• _What to produce_:
Word for word, retype the entire listing.

══════════

// ABOUTME: Body-weight log database operations
// ABOUTME: Append-only chronological weight series per user
//
// SPDX-License-Identifier: MIT OR Apache-2.0
// Copyright (c) 2025 CleberFit

use chrono::NaiveDate;
use sqlx::sqlite::SqliteRow;
use sqlx::Row;

use super::Database;
use crate::errors::{AppError, AppResult};
use crate::models::{UserId, WeightEntry};

impl Database {
    /// List a user's weight measurements in chronological order (for charting)
    ///
    /// # Errors
    ///
    /// Returns an error if the database query fails
    pub async fn list_weight_entries(&self, owner: UserId) -> AppResult<Vec<WeightEntry>> {
        let rows = sqlx::query(
            r"
            SELECT * FROM weight_entries
            WHERE user_id = ?1
            ORDER BY recorded_at ASC, id ASC
            ",
        )
        .bind(owner)
        .fetch_all(&self.pool)
        .await
        .map_err(|e| AppError::database(format!("Failed to list weight entries: {e}")))?;

        rows.iter().map(Self::row_to_weight_entry).collect()
    }

    /// Append one body-weight measurement
    ///
    /// # Errors
    ///
    /// Returns `NotFound` if the owner does not exist, or a database error
    /// if the insert fails.
    pub async fn append_weight_entry(
        &self,
        owner: UserId,
        weight: f64,
        recorded_at: NaiveDate,
    ) -> AppResult<i64> {
        let result = sqlx::query(
            r"
            INSERT INTO weight_entries (user_id, weight, recorded_at)
            VALUES (?1, ?2, ?3)
            ",
        )
        .bind(owner)
        .bind(weight)
        .bind(recorded_at)
        .execute(&self.pool)
        .await
        .map_err(|e| {
            if e.as_database_error()
                .is_some_and(|db_err| db_err.is_foreign_key_violation())
            {
                AppError::not_found(format!("user {owner}"))
            } else {
                AppError::database(format!("Failed to append weight entry: {e}"))
            }
        })?;

        Ok(result.last_insert_rowid())
    }

    /// Convert a database row to a `WeightEntry`
    fn row_to_weight_entry(row: &SqliteRow) -> AppResult<WeightEntry> {
        Ok(WeightEntry {
            id: row.get("id"),
            user_id: row.get("user_id"),
            weight: row.get("weight"),
            recorded_at: row.get("recorded_at"),
        })
    }
}
// ABOUTME: Health check route
// ABOUTME: Liveness probe for deployment tooling
//
// SPDX-License-Identifier: MIT OR Apache-2.0
// Copyright (c) 2025 CleberFit

use axum::routing::get;
use axum::{Json, Router};
use serde_json::{json, Value};

/// Health check routes
pub struct HealthRoutes;

impl HealthRoutes {
    /// Create the health route
    pub fn routes() -> Router {
        Router::new().route("/api/health", get(Self::handle_health))
    }

    async fn handle_health() -> Json<Value> {
        Json(json!({ "status": "ok" }))
    }
}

══════════

• _Solution to this problem_:
// ABOUTME: Body-weight log database operations
// ABOUTME: Append-only chronological weight series per user
//
// SPDX-License-Identifier: MIT OR Apache-2.0
// Copyright (c) 2025 CleberFit

use chrono::NaiveDate;
use sqlx::sqlite::SqliteRow;
use sqlx::Row;

use super::Database;
use crate::errors::{AppError, AppResult};
use crate::models::{UserId, WeightEntry};

impl Database {
    /// List a user's weight measurements in chronological order (for charting)
    ///
    /// # Errors
    ///
    /// Returns an error if the database query fails
    pub async fn list_weight_entries(&self, owner: UserId) -> AppResult<Vec<WeightEntry>> {
        let rows = sqlx::query(
            r"
            SELECT * FROM weight_entries
            WHERE user_id = ?1
            ORDER BY recorded_at ASC, id ASC
            ",
        )
        .bind(owner)
        .fetch_all(&self.pool)
        .await
        .map_err(|e| AppError::database(format!("Failed to list weight entries: {e}")))?;

        rows.iter().map(Self::row_to_weight_entry).collect()
    }

    /// Append one body-weight measurement
    ///
    /// # Errors
    ///
    /// Returns `NotFound` if the owner does not exist, or a database error
    /// if the insert fails.
    pub async fn append_weight_entry(
        &self,
        owner: UserId,
        weight: f64,
        recorded_at: NaiveDate,
    ) -> AppResult<i64> {
        let result = sqlx::query(
            r"
            INSERT INTO weight_entries (user_id, weight, recorded_at)
            VALUES (?1, ?2, ?3)
            ",
        )
        .bind(owner)
        .bind(weight)
        .bind(recorded_at)
        .execute(&self.pool)
        .await
        .map_err(|e| {
            if e.as_database_error()
                .is_some_and(|db_err| db_err.is_foreign_key_violation())
            {
                AppError::not_found(format!("user {owner}"))
            } else {
                AppError::database(format!("Failed to append weight entry: {e}"))
            }
        })?;

        Ok(result.last_insert_rowid())
    }

    /// Convert a database row to a `WeightEntry`
    fn row_to_weight_entry(row: &SqliteRow) -> AppResult<WeightEntry> {
        Ok(WeightEntry {
            id: row.get("id"),
            user_id: row.get("user_id"),
            weight: row.get("weight"),
            recorded_at: row.get("recorded_at"),
        })
    }
}
// ABOUTME: Health check route
// ABOUTME: Liveness probe for deployment tooling
//
// SPDX-License-Identifier: MIT OR Apache-2.0
// Copyright (c) 2025 CleberFit

use axum::routing::get;
use axum::{Json, Router};
use serde_json::{json, Value};

/// Health check routes
pub struct HealthRoutes;

impl HealthRoutes {
    /// Create the health route
    pub fn routes() -> Router {
        Router::new().route("/api/health", get(Self::handle_health))
    }

    async fn handle_health() -> Json<Value> {
        Json(json!({ "status": "ok" }))
    }
}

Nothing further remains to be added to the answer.